Exercise requirements:
Write out the data below in full, please. Keep every character as given.

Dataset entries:
· · · ·

// SPDX-License-Identifier: MPL-2.0
//! Notification lifecycle bookkeeping.
//!
//! The `Store` owns the ordered active set and the pending expiry timers.
//! Insert, explicit dismiss, and timer fire all funnel through one removal
//! path, so the race between a user dismiss and an in-flight expiry resolves
//! to an idempotent no-op. Every mutation publishes a fresh snapshot into a
//! watch channel while the interior lock is held, which keeps publication
//! order identical to mutation order.

use super::notification::{Notification, NotificationId};
use crate::diagnostics::{DiagnosticsHandle, ToastEventKind};
use std::collections::HashMap;
use std::sync::{Arc, Mutex, MutexGuard, PoisonError};
use tokio::sync::watch;
use tokio::task::AbortHandle;

/// Why a notification left the active set.
enum Removal {
    Dismissed,
    Expired,
}

struct Inner {
    /// Active notifications in insertion order, newest last.
    active: Vec<Notification>,
    /// Pending expiry tasks, at most one per live id.
    timers: HashMap<NotificationId, AbortHandle>,
    /// Snapshot channel; the value is replaced on every mutation.
    snapshot_tx: watch::Sender<Vec<Notification>>,
    /// Optional lifecycle event sink.
    diagnostics: Option<DiagnosticsHandle>,
}

impl Inner {
    fn publish(&self) {
        // send_replace updates the value even before the first subscriber
        // exists, so late subscribers start from the current set.
        self.snapshot_tx.send_replace(self.active.clone());
    }

    fn emit(&self, kind: ToastEventKind) {
        if let Some(handle) = &self.diagnostics {
            handle.emit(kind);
        }
    }
}

/// Authoritative mapping of active notifications and their expiry timers.
///
/// Owned by the provider scope; consumers reach it only through
/// [`super::Notifications`] handles.
pub(crate) struct Store {
    inner: Mutex<Inner>,
    /// Expiry applied to notifications that did not specify one.
    default_duration: Option<std::time::Duration>,
    /// Runtime the expiry tasks are spawned onto, captured at construction.
    runtime: tokio::runtime::Handle,
}

impl Store {
    /// Creates an empty store.
    ///
    /// Captures the current tokio runtime handle for timer scheduling, so it
    /// must be called from within a runtime (the provider documents this).
    pub(crate) fn new(default_duration: Option<std::time::Duration>) -> Arc<Self> {
        let (snapshot_tx, _) = watch::channel(Vec::new());
        Arc::new(Self {
            inner: Mutex::new(Inner {
                active: Vec::new(),
                timers: HashMap::new(),
                snapshot_tx,
                diagnostics: None,
            }),
            default_duration,
            runtime: tokio::runtime::Handle::current(),
        })
    }

    /// Sets the diagnostics handle for logging lifecycle events.
    pub(crate) fn set_diagnostics(&self, handle: DiagnosticsHandle) {
        self.lock().diagnostics = Some(handle);
    }

    // Store operations are infallible by design; on poison the critical
    // section that panicked was a cheap pointer/map update, so the state is
    // still coherent and the guard is recovered.
    fn lock(&self) -> MutexGuard<'_, Inner> {
        self.inner.lock().unwrap_or_else(PoisonError::into_inner)
    }

    /// Inserts a notification at the end of the active set, schedules its
    /// expiry timer, and publishes the new snapshot. Returns the assigned id.
    ///
    /// Never blocks and has no suspension points; the timer is a deferred
    /// one-shot task that performs the same removal as an explicit dismiss.
    pub(crate) fn insert(self: &Arc<Self>, notification: Notification) -> NotificationId {
        let id = notification.id();
        let severity = notification.severity();
        let duration = notification.expiry().resolve(self.default_duration);

        let mut inner = self.lock();
        if let Some(duration) = duration {
            // Spawned while the lock is held: the timer's first action is to
            // take the same lock, so even an immediate fire cannot observe
            // the set before this insert is complete.
            let store = Arc::downgrade(self);
            let timer = self
                .runtime
                .spawn(async move {
                    tokio::time::sleep(duration).await;
                    if let Some(store) = store.upgrade() {
                        store.remove(id, Removal::Expired);
                    }
                })
                .abort_handle();
            inner.timers.insert(id, timer);
        }
        inner.active.push(notification);
        inner.publish();
        inner.emit(ToastEventKind::Created { id, severity });
        id
    }

    /// Removes the notification with the given id, if present, and cancels
    /// its pending timer. Unknown or already-removed ids are a silent no-op:
    /// a user dismiss racing an in-flight timer fire is expected, not an
    /// error.
    pub(crate) fn dismiss(&self, id: NotificationId) {
        self.remove(id, Removal::Dismissed);
    }

    fn remove(&self, id: NotificationId, cause: Removal) {
        let mut inner = self.lock();
        let Some(pos) = inner.active.iter().position(|n| n.id() == id) else {
            return;
        };
        inner.active.remove(pos);
        if let Some(timer) = inner.timers.remove(&id) {
            timer.abort();
        }
        inner.publish();
        inner.emit(match cause {
            Removal::Dismissed => ToastEventKind::Dismissed { id },
            Removal::Expired => ToastEventKind::Expired { id },
        });
    }

    /// Removes every active notification and aborts every pending timer in a
    /// single published transition.
    pub(crate) fn dismiss_all(&self) {
        let mut inner = self.lock();
        if inner.active.is_empty() && inner.timers.is_empty() {
            return;
        }
        for (_, timer) in inner.timers.drain() {
            timer.abort();
        }
        let count = inner.active.len();
        inner.active.clear();
        inner.publish();
        inner.emit(ToastEventKind::Cleared { count });
    }

    /// Returns a consistent point-in-time view of the active set, in
    /// insertion order.
    pub(crate) fn snapshot(&self) -> Vec<Notification> {
        self.lock().active.clone()
    }

    /// Returns a receiver that observes every published snapshot.
    pub(crate) fn subscribe(&self) -> watch::Receiver<Vec<Notification>> {
        self.lock().snapshot_tx.subscribe()
    }
}

impl Drop for Store {
    fn drop(&mut self) {
        // Outstanding timers hold only Weak backreferences, but aborting
        // them releases their resources immediately instead of at fire time.
        let inner = self.inner.get_mut().unwrap_or_else(PoisonError::into_inner);
        for timer in inner.timers.values() {
            timer.abort();
        }
    }
}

· · · ·

Reply:
// SPDX-License-Identifier: MPL-2.0
//! Notification lifecycle bookkeeping.
//!
//! The `Store` owns the ordered active set and the pending expiry timers.
//! Insert, explicit dismiss, and timer fire all funnel through one removal
//! path, so the race between a user dismiss and an in-flight expiry resolves
//! to an idempotent no-op. Every mutation publishes a fresh snapshot into a
//! watch channel while the interior lock is held, which keeps publication
//! order identical to mutation order.

use super::notification::{Notification, NotificationId};
use crate::diagnostics::{DiagnosticsHandle, ToastEventKind};
use std::collections::HashMap;
use std::sync::{Arc, Mutex, MutexGuard, PoisonError};
use tokio::sync::watch;
use tokio::task::AbortHandle;

/// Why a notification left the active set.
enum Removal {
    Dismissed,
    Expired,
}

struct Inner {
    /// Active notifications in insertion order, newest last.
    active: Vec<Notification>,
    /// Pending expiry tasks, at most one per live id.
    timers: HashMap<NotificationId, AbortHandle>,
    /// Snapshot channel; the value is replaced on every mutation.
    snapshot_tx: watch::Sender<Vec<Notification>>,
    /// Optional lifecycle event sink.
    diagnostics: Option<DiagnosticsHandle>,
}

impl Inner {
    fn publish(&self) {
        // send_replace updates the value even before the first subscriber
        // exists, so late subscribers start from the current set.
        self.snapshot_tx.send_replace(self.active.clone());
    }

    fn emit(&self, kind: ToastEventKind) {
        if let Some(handle) = &self.diagnostics {
            handle.emit(kind);
        }
    }
}

/// Authoritative mapping of active notifications and their expiry timers.
///
/// Owned by the provider scope; consumers reach it only through
/// [`super::Notifications`] handles.
pub(crate) struct Store {
    inner: Mutex<Inner>,
    /// Expiry applied to notifications that did not specify one.
    default_duration: Option<std::time::Duration>,
    /// Runtime the expiry tasks are spawned onto, captured at construction.
    runtime: tokio::runtime::Handle,
}

impl Store {
    /// Creates an empty store.
    ///
    /// Captures the current tokio runtime handle for timer scheduling, so it
    /// must be called from within a runtime (the provider documents this).
    pub(crate) fn new(default_duration: Option<std::time::Duration>) -> Arc<Self> {
        let (snapshot_tx, _) = watch::channel(Vec::new());
        Arc::new(Self {
            inner: Mutex::new(Inner {
                active: Vec::new(),
                timers: HashMap::new(),
                snapshot_tx,
                diagnostics: None,
            }),
            default_duration,
            runtime: tokio::runtime::Handle::current(),
        })
    }

    /// Sets the diagnostics handle for logging lifecycle events.
    pub(crate) fn set_diagnostics(&self, handle: DiagnosticsHandle) {
        self.lock().diagnostics = Some(handle);
    }

    // Store operations are infallible by design; on poison the critical
    // section that panicked was a cheap pointer/map update, so the state is
    // still coherent and the guard is recovered.
    fn lock(&self) -> MutexGuard<'_, Inner> {
        self.inner.lock().unwrap_or_else(PoisonError::into_inner)
    }

    /// Inserts a notification at the end of the active set, schedules its
    /// expiry timer, and publishes the new snapshot. Returns the assigned id.
    ///
    /// Never blocks and has no suspension points; the timer is a deferred
    /// one-shot task that performs the same removal as an explicit dismiss.
    pub(crate) fn insert(self: &Arc<Self>, notification: Notification) -> NotificationId {
        let id = notification.id();
        let severity = notification.severity();
        let duration = notification.expiry().resolve(self.default_duration);

        let mut inner = self.lock();
        if let Some(duration) = duration {
            // Spawned while the lock is held: the timer's first action is to
            // take the same lock, so even an immediate fire cannot observe
            // the set before this insert is complete.
            let store = Arc::downgrade(self);
            let timer = self
                .runtime
                .spawn(async move {
                    tokio::time::sleep(duration).await;
                    if let Some(store) = store.upgrade() {
                        store.remove(id, Removal::Expired);
                    }
                })
                .abort_handle();
            inner.timers.insert(id, timer);
        }
        inner.active.push(notification);
        inner.publish();
        inner.emit(ToastEventKind::Created { id, severity });
        id
    }

    /// Removes the notification with the given id, if present, and cancels
    /// its pending timer. Unknown or already-removed ids are a silent no-op:
    /// a user dismiss racing an in-flight timer fire is expected, not an
    /// error.
    pub(crate) fn dismiss(&self, id: NotificationId) {
        self.remove(id, Removal::Dismissed);
    }

    fn remove(&self, id: NotificationId, cause: Removal) {
        let mut inner = self.lock();
        let Some(pos) = inner.active.iter().position(|n| n.id() == id) else {
            return;
        };
        inner.active.remove(pos);
        if let Some(timer) = inner.timers.remove(&id) {
            timer.abort();
        }
        inner.publish();
        inner.emit(match cause {
            Removal::Dismissed => ToastEventKind::Dismissed { id },
            Removal::Expired => ToastEventKind::Expired { id },
        });
    }

    /// Removes every active notification and aborts every pending timer in a
    /// single published transition.
    pub(crate) fn dismiss_all(&self) {
        let mut inner = self.lock();
        if inner.active.is_empty() && inner.timers.is_empty() {
            return;
        }
        for (_, timer) in inner.timers.drain() {
            timer.abort();
        }
        let count = inner.active.len();
        inner.active.clear();
        inner.publish();
        inner.emit(ToastEventKind::Cleared { count });
    }

    /// Returns a consistent point-in-time view of the active set, in
    /// insertion order.
    pub(crate) fn snapshot(&self) -> Vec<Notification> {
        self.lock().active.clone()
    }

    /// Returns a receiver that observes every published snapshot.
    pub(crate) fn subscribe(&self) -> watch::Receiver<Vec<Notification>> {
        self.lock().snapshot_tx.subscribe()
    }
}

impl Drop for Store {
    fn drop(&mut self) {
        // Outstanding timers hold only Weak backreferences, but aborting
        // them releases their resources immediately instead of at fire time.
        let inner = self.inner.get_mut().unwrap_or_else(PoisonError::into_inner);
        for timer in inner.timers.values() {
            timer.abort();
        }
    }
}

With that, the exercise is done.